The Japanese language can use some character sometimes, as it's greatly
wordplay and stationary talk. If a Greek were to talk Japanese... my gosh,
I would love to observe the tremendous spectacle by way of vowel
pronunciation with a Greek accent. It just might be a Mediterranean thing,
as Italians would be great candidates to make the Japanese really
interesting. You know what I think? The Japanese language lacks body
language. Outside the "genki" cynicism coupled with structured Japanese,
Japanese -- in every way possible -- needs some animation. I would kill to
see a Japanese businessman break out in Japanese ebonyx
For certain, this really was the highlight of my day.
It all happened when I was reading Murakami in the cafe. (I guess I'm back
to my basics) Some whatever classical music echoing in the background...

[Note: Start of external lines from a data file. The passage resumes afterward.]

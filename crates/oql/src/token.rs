//! Token types produced by the lexer and consumed by the parser.

use serde::Serialize;
use std::fmt;

/// Byte offset plus 1-based line/column, attached to every token and AST root.
#[derive(Debug, Clone, Copy, PartialEq, Eq, Default, Serialize)]
pub struct Position {
    pub offset: usize,
    pub line: usize,
    pub column: usize,
}

impl Position {
    pub fn start() -> Self {
        Position {
            offset: 0,
            line: 1,
            column: 1,
        }
    }
}

impl fmt::Display for Position {
    fn fmt(&self, f: &mut fmt::Formatter<'_>) -> fmt::Result {
        write!(f, "line {}, column {}", self.line, self.column)
    }
}

#[derive(Debug, Clone, Copy, PartialEq, Eq, Serialize)]
pub enum TokenKind {
    /// Registry-known operation keyword (possibly folded from two words).
    Operation,
    /// Registry-known clause keyword (WHERE, ORDER BY, ...).
    Clause,
    /// Symbolic or keyword operator, normalized (`<>` -> `!=`).
    Operator,
    /// Boolean literal.
    Bool,
    /// Anything word-shaped the registry does not recognize.
    Ident,
    Number,
    /// Quoted string; `text` holds the unescaped contents.
    Str,
    LParen,
    RParen,
    LBracket,
    RBracket,
    LBrace,
    RBrace,
    Comma,
    Colon,
    Dot,
    Semicolon,
    Backslash,
}

/// One lexed token. Keyword-kinded tokens carry canonical uppercase text;
/// identifiers keep their source spelling.
#[derive(Debug, Clone, PartialEq, Serialize)]
pub struct Token {
    pub kind: TokenKind,
    pub text: String,
    pub position: Position,
}

impl Token {
    pub fn new(kind: TokenKind, text: impl Into<String>, position: Position) -> Self {
        Token {
            kind,
            text: text.into(),
            position,
        }
    }

    /// Case-insensitive keyword comparison against `upper` (already uppercase).
    pub fn is_word(&self, upper: &str) -> bool {
        matches!(
            self.kind,
            TokenKind::Operation
                | TokenKind::Clause
                | TokenKind::Operator
                | TokenKind::Ident
                | TokenKind::Bool
        ) && self.text.eq_ignore_ascii_case(upper)
    }
}

impl fmt::Display for Token {
    fn fmt(&self, f: &mut fmt::Formatter<'_>) -> fmt::Result {
        write!(f, "'{}'", self.text)
    }
}
//! DQL extras: joins, window functions, and set operations over two fully
//! parenthesized sub-queries. Set operations re-enter the statement parser
//! recursively, so each side may carry its own clauses, joins, or further
//! set operations.

use crate::ast::{
    CompoundQuery, Join, JoinKind, Query, SelectQuery, SetOpKind, WindowFn, WindowFunc,
};
use crate::token::TokenKind;

use super::{ParseError, Parser};

impl Parser<'_> {
    // ============ Set operations ============

    /// `( <query> ) UNION|UNION ALL|INTERSECT|EXCEPT ( <query> ) [...]`
    pub(crate) fn parse_set_operation(&mut self) -> Result<Query, ParseError> {
        let position = self.current_position();
        let mut result = self.parse_parenthesized_query()?;
        let mut combined = false;

        loop {
            let kind = if self.eat_word("UNION ALL") {
                SetOpKind::UnionAll
            } else if self.eat_word("UNION") {
                SetOpKind::Union
            } else if self.eat_word("INTERSECT") {
                SetOpKind::Intersect
            } else if self.eat_word("EXCEPT") {
                SetOpKind::Except
            } else {
                break;
            };

            let right = self.parse_parenthesized_query()?;
            result = Query::Compound(CompoundQuery {
                kind,
                left: Box::new(result),
                right: Box::new(right),
                position,
            });
            combined = true;
        }

        if !combined {
            return Err(self.error(
                "expected UNION, UNION ALL, INTERSECT, or EXCEPT after parenthesized sub-query",
            ));
        }
        Ok(result)
    }

    fn parse_parenthesized_query(&mut self) -> Result<Query, ParseError> {
        self.enter()?;
        self.expect_kind(TokenKind::LParen, "'(' before sub-query")?;
        let query = self.parse_query()?;
        self.expect_kind(TokenKind::RParen, "')' after sub-query")?;
        self.exit();
        Ok(query)
    }

    // ============ Joins ============

    pub(crate) fn parse_join(
        &mut self,
        query: &mut SelectQuery,
        kind: JoinKind,
    ) -> Result<(), ParseError> {
        self.advance(); // join clause token
        let entity = self.expect_ident("joined entity name")?;
        self.expect_word("ON")?;
        let left_field = self.expect_ident("join field")?;
        match self.peek() {
            Some(t) if t.kind == TokenKind::Operator && t.text == "=" => {
                self.advance();
            }
            Some(t) => return Err(self.error(format!("expected '=' in join condition, found {t}"))),
            None => return Err(self.error("expected '=' in join condition, found end of input")),
        }
        let right_field = self.expect_ident("join field")?;

        query.joins.push(Join {
            kind,
            entity,
            left_field,
            right_field,
        });
        Ok(())
    }

    // ============ Window functions ============

    pub(crate) fn peek_window_fn(&self) -> Option<WindowFn> {
        let tok = self.peek()?;
        if tok.kind != TokenKind::Ident {
            return None;
        }
        let upper = tok.text.to_ascii_uppercase();
        self.registry.window_fn(&upper)?;
        WindowFn::from_keyword(&upper)
    }

    /// `<FUNC> [n] [field] [offset] OVER ( [PARTITION BY f,...] [ORDER BY f [ASC|DESC],...] )`
    pub(crate) fn parse_window_function(&mut self) -> Result<WindowFunc, ParseError> {
        let tok = self.advance().expect("caller peeked a window function");
        let upper = tok.text.to_ascii_uppercase();
        let func = WindowFn::from_keyword(&upper)
            .ok_or_else(|| self.error(format!("unknown window function '{}'", tok.text)))?;
        let info = self
            .registry
            .window_fn(&upper)
            .ok_or_else(|| self.error(format!("unknown window function '{}'", tok.text)))?;

        let mut window = WindowFunc {
            func,
            field: None,
            offset: None,
            buckets: None,
            partition_by: Vec::new(),
            order_by: Vec::new(),
            alias: None,
        };

        if info.has_buckets {
            let text = self.expect_number("bucket count after NTILE")?;
            window.buckets = Some(
                text.parse::<u32>()
                    .map_err(|_| self.error("NTILE requires a positive integer bucket count"))?,
            );
        }

        if info.has_field {
            if self.peek_kind() == Some(TokenKind::Ident) {
                window.field = Some(self.advance().unwrap().text);
            }
            if self.peek_kind() == Some(TokenKind::Number) {
                let text = self.advance().unwrap().text;
                window.offset = Some(
                    text.parse::<i64>()
                        .map_err(|_| self.error("window offset must be an integer"))?,
                );
            }
        }

        self.expect_word("OVER")?;
        self.expect_kind(TokenKind::LParen, "'(' after OVER")?;

        if self.eat_word("PARTITION BY") {
            loop {
                window.partition_by.push(self.expect_ident("partition column")?);
                if !self.eat_kind(TokenKind::Comma) {
                    break;
                }
            }
        }
        if self.eat_word("ORDER BY") {
            window.order_by = self.parse_order_list()?;
        }
        self.expect_kind(TokenKind::RParen, "')' after window specification")?;

        if self.eat_word("AS") {
            window.alias = Some(self.expect_ident("window alias")?);
        }
        Ok(window)
    }
}

#[cfg(test)]
mod tests {
    use super::*;
    use crate::ast::Query;
    use crate::lexer::tokenize;
    use crate::registry::Registry;

    fn parse_ok(text: &str) -> Query {
        let reg = Registry::new();
        let tokens = tokenize(text, &reg).unwrap();
        super::super::parse(tokens, &reg).unwrap()
    }

    #[test]
    fn inner_join_on_equality() {
        let Query::Select(q) = parse_ok("GET User JOIN Orders ON id = user_id") else {
            panic!("expected select");
        };
        assert_eq!(q.joins.len(), 1);
        assert_eq!(q.joins[0].kind, JoinKind::Inner);
        assert_eq!(q.joins[0].entity, "Orders");
    }

    #[test]
    fn left_join_folds_and_routes() {
        let Query::Select(q) = parse_ok("GET User LEFT JOIN Orders ON id = user_id") else {
            panic!("expected select");
        };
        assert_eq!(q.joins[0].kind, JoinKind::Left);
    }

    #[test]
    fn window_function_with_partition_and_order() {
        let q = parse_ok(
            "GET Employee WITH ROW_NUMBER OVER (PARTITION BY dept ORDER BY salary DESC) AS rn",
        );
        let Query::Select(q) = q else { panic!() };
        assert_eq!(q.windows.len(), 1);
        let w = &q.windows[0];
        assert_eq!(w.func, WindowFn::RowNumber);
        assert_eq!(w.partition_by, vec!["dept"]);
        assert!(w.order_by[0].descending);
        assert_eq!(w.alias.as_deref(), Some("rn"));
    }

    #[test]
    fn lag_takes_optional_field_and_offset() {
        let q = parse_ok("GET Tick WITH LAG price 2 OVER (ORDER BY ts)");
        let Query::Select(q) = q else { panic!() };
        let w = &q.windows[0];
        assert_eq!(w.func, WindowFn::Lag);
        assert_eq!(w.field.as_deref(), Some("price"));
        assert_eq!(w.offset, Some(2));
    }

    #[test]
    fn ntile_requires_bucket_count() {
        let q = parse_ok("GET Score WITH NTILE 4 OVER (ORDER BY points)");
        let Query::Select(q) = q else { panic!() };
        assert_eq!(q.windows[0].buckets, Some(4));

        let reg = Registry::new();
        let tokens = tokenize("GET Score WITH NTILE OVER (ORDER BY points)", &reg).unwrap();
        assert!(super::super::parse(tokens, &reg).is_err());
    }

    #[test]
    fn union_of_two_subqueries() {
        let q = parse_ok("(GET User WHERE age > 30) UNION (GET Admin)");
        let Query::Compound(c) = q else {
            panic!("expected compound");
        };
        assert_eq!(c.kind, SetOpKind::Union);
        assert!(matches!(*c.left, Query::Select(_)));
        assert!(matches!(*c.right, Query::Select(_)));
    }

    #[test]
    fn chained_set_operations_nest_left() {
        let q = parse_ok("(GET A) UNION ALL (GET B) EXCEPT (GET C)");
        let Query::Compound(c) = q else { panic!() };
        assert_eq!(c.kind, SetOpKind::Except);
        assert!(matches!(*c.left, Query::Compound(_)));
    }

    #[test]
    fn lone_parenthesized_query_is_an_error() {
        let reg = Registry::new();
        let tokens = tokenize("(GET User)", &reg).unwrap();
        assert!(super::super::parse(tokens, &reg).is_err());
    }

    #[test]
    fn mismatched_parens_fail() {
        let reg = Registry::new();
        let tokens = tokenize("GET User WHERE (a = 1 OR b = 2 AND c = 3", &reg).unwrap();
        assert!(super::super::parse(tokens, &reg).is_err());
    }
}
//! DDL sub-grammars.
//!
//! Each operation has a fixed shape built from identifiers plus
//! `name:value` colon-delimited attribute tokens (`start:1`, `cycle:true`,
//! `check:'value > 0'`). Quoted and dollar-quoted attribute values arrive as
//! a separate string token right after the bare `name:` word.

use crate::ast::{
    AlterAction, ColumnDef, DdlKind, DdlQuery, DomainAttrs, Query, SequenceAttrs,
};
use crate::registry::Operation;
use crate::token::{Position, TokenKind};

use super::{ParseError, Parser};
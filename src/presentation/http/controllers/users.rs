// src/presentation/http/controllers/users.rs
use crate::application::dto::UserInfoDto;
use crate::presentation::http::controllers::requests::{CreateUserRequest, UpdateUserRequest};
use crate::presentation::http::error::{HttpResult, IntoHttpResult};
use crate::presentation::http::extractors::ServiceAuthenticated;
use crate::presentation::http::state::HttpState;
use axum::{Extension, Json, extract::Path, http::StatusCode};

pub async fn get_user(
    Extension(state): Extension<HttpState>,
    _auth: ServiceAuthenticated,
    Path(uid): Path<String>,
) -> HttpResult<Json<UserInfoDto>> {
    state.services.users.get_user(&uid).await.into_http().map(Json)
}

pub async fn create_user(
    Extension(state): Extension<HttpState>,
    _auth: ServiceAuthenticated,
    Json(payload): Json<CreateUserRequest>,
) -> HttpResult<Json<UserInfoDto>> {
    state
        .services
        .users
        .create_user(payload.username, payload.password)
        .await
        .into_http()
        .map(Json)
}

pub async fn update_user(
    Extension(state): Extension<HttpState>,
    _auth: ServiceAuthenticated,
    Path(uid): Path<String>,
    Json(payload): Json<UpdateUserRequest>,
) -> HttpResult<StatusCode> {
    state
        .services
        .users
        .update_password(&uid, &payload.password)
        .await
        .into_http()?;
    Ok(StatusCode::NO_CONTENT)
}

pub async fn delete_user(
    Extension(state): Extension<HttpState>,
    _auth: ServiceAuthenticated,
    Path(uid): Path<String>,
) -> HttpResult<StatusCode> {
    state.services.users.delete_user(&uid).await.into_http()?;
    Ok(StatusCode::NO_CONTENT)
}
// src/presentation/http/controllers/requests.rs
//! One request/response message pair per operation.
use serde::{Deserialize, Serialize};

#[derive(Debug, Deserialize)]
pub struct ServiceTokenRequest {
    pub app_id: String,
    pub app_secret: String,
}

#[derive(Debug, Serialize)]
pub struct ServiceTokenResponse {
    pub token: String,
}

#[derive(Debug, Deserialize)]
pub struct CreateUserRequest {
    pub username: String,
    pub password: String,
}

#[derive(Debug, Deserialize)]
pub struct UpdateUserRequest {
    pub password: String,
}

#[derive(Debug, Deserialize)]
pub struct CreateAppRequest {
    pub owner: String,
    pub name: String,
}

/// Password login, shared by access- and refresh-token issuance.
#[derive(Debug, Deserialize)]
pub struct CredentialsRequest {
    pub username: String,
    pub password: String,
}

#[derive(Debug, Serialize)]
pub struct RefreshTokenResponse {
    pub token: String,
}

#[derive(Debug, Deserialize)]
pub struct IntrospectRequest {
    pub token: String,
}

#[derive(Debug, Serialize)]
pub struct IntrospectResponse {
    pub uid: String,
}

#[derive(Debug, Deserialize)]
pub struct RotateTokenRequest {
    pub refresh_token: String,
}

#[derive(Debug, Deserialize)]
pub struct OAuthCodeRequest {
    pub username: String,
    pub password: String,
    pub app_uid: String,
}

#[derive(Debug, Serialize)]
pub struct OAuthCodeResponse {
    pub code: String,
}

#[derive(Debug, Deserialize)]
pub struct OAuthExchangeRequest {
    pub app_uid: String,
    pub app_secret: String,
    pub code: String,
}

tweaking the speakers at high frequency. Certainly, the speakers are
getting their milage. "Berkeley Espresso", a place right around the corner
from me... a place I frequent when I need company. My pals hang by on
their way home... figuring I'd be there if not home. I guess I'm pretty
damn predictable these days. But becoming incompetent to digest any
chemical vices no longer -- coffee and alcohol -- I've resorted to tea and
occasional pastries. Get this though...
I've been trying every flavor of this "???? Republic" brand of tea for
quite a while now... andthey put pretty curious names for flavor. Ginger
peach, Earl Greyer, and my favorite -- Tea of Inquiry. On the side, was a
reference alluding to green tea... and in an instant, I pulled out the oval
tea bag and immersed it in the boiling water.... watching it sink slowly to
the bottom. The "TEA OF INQUIRY", turned out to be nothing more than
Genmai cha, with a sharp snobbish elitst flavor to justify its classy tin
can of a design. The tin can, I must add... is a schnazy bit of character
reminescent of a J. Crew catalouge... indicating "yuppie culture" in full
bloom. Feels very San Francisco -- though I'm in Berkeley. Bekreley is
the antithesis of high urban culture and needless to say... yuppie-dom.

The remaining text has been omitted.